(Task instructions):
Copy out all the records, word for word.

Stored data entries:
● ● ● ● ● ● ●

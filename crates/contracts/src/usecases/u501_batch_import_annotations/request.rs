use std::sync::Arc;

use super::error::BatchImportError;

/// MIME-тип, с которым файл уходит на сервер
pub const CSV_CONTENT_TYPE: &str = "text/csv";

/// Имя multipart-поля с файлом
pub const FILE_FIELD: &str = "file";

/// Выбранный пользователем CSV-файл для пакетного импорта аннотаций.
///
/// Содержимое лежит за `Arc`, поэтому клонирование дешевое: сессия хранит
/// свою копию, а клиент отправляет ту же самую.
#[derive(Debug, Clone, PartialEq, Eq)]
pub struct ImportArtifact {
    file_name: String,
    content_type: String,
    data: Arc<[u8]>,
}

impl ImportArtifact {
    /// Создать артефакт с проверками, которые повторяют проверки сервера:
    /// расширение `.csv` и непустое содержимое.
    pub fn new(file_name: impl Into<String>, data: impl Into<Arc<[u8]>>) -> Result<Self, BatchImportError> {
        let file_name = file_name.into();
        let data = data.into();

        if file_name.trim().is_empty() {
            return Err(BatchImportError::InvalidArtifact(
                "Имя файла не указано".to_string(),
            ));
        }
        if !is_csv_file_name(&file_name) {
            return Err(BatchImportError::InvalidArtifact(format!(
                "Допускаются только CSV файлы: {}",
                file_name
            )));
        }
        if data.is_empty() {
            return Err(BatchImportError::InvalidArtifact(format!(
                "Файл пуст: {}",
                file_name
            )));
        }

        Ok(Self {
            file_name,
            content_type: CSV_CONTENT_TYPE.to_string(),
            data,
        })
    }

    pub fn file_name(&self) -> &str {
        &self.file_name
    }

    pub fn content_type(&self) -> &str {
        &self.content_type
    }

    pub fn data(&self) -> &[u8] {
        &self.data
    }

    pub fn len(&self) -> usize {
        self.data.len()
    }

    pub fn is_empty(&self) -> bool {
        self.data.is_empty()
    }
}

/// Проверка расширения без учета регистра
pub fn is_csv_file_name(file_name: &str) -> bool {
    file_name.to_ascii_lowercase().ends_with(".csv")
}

● ● ● ● ● ● ●

(Answer to this task):
filename crates/contracts/src/usecases/u501_batch_import_annotations/request.rs
use std::sync::Arc;

use super::error::BatchImportError;

/// MIME-тип, с которым файл уходит на сервер
pub const CSV_CONTENT_TYPE: &str = "text/csv";

/// Имя multipart-поля с файлом
pub const FILE_FIELD: &str = "file";

/// Выбранный пользователем CSV-файл для пакетного импорта аннотаций.
///
/// Содержимое лежит за `Arc`, поэтому клонирование дешевое: сессия хранит
/// свою копию, а клиент отправляет ту же самую.
#[derive(Debug, Clone, PartialEq, Eq)]
pub struct ImportArtifact {
    file_name: String,
    content_type: String,
    data: Arc<[u8]>,
}

impl ImportArtifact {
    /// Создать артефакт с проверками, которые повторяют проверки сервера:
    /// расширение `.csv` и непустое содержимое.
    pub fn new(file_name: impl Into<String>, data: impl Into<Arc<[u8]>>) -> Result<Self, BatchImportError> {
        let file_name = file_name.into();
        let data = data.into();

        if file_name.trim().is_empty() {
            return Err(BatchImportError::InvalidArtifact(
                "Имя файла не указано".to_string(),
            ));
        }
        if !is_csv_file_name(&file_name) {
            return Err(BatchImportError::InvalidArtifact(format!(
                "Допускаются только CSV файлы: {}",
                file_name
            )));
        }
        if data.is_empty() {
            return Err(BatchImportError::InvalidArtifact(format!(
                "Файл пуст: {}",
                file_name
            )));
        }

        Ok(Self {
            file_name,
            content_type: CSV_CONTENT_TYPE.to_string(),
            data,
        })
    }

    pub fn file_name(&self) -> &str {
        &self.file_name
    }

    pub fn content_type(&self) -> &str {
        &self.content_type
    }

    pub fn data(&self) -> &[u8] {
        &self.data
    }

    pub fn len(&self) -> usize {
        self.data.len()
    }

    pub fn is_empty(&self) -> bool {
        self.data.is_empty()
    }
}

/// Проверка расширения без учета регистра
pub fn is_csv_file_name(file_name: &str) -> bool {
    file_name.to_ascii_lowercase().ends_with(".csv")
}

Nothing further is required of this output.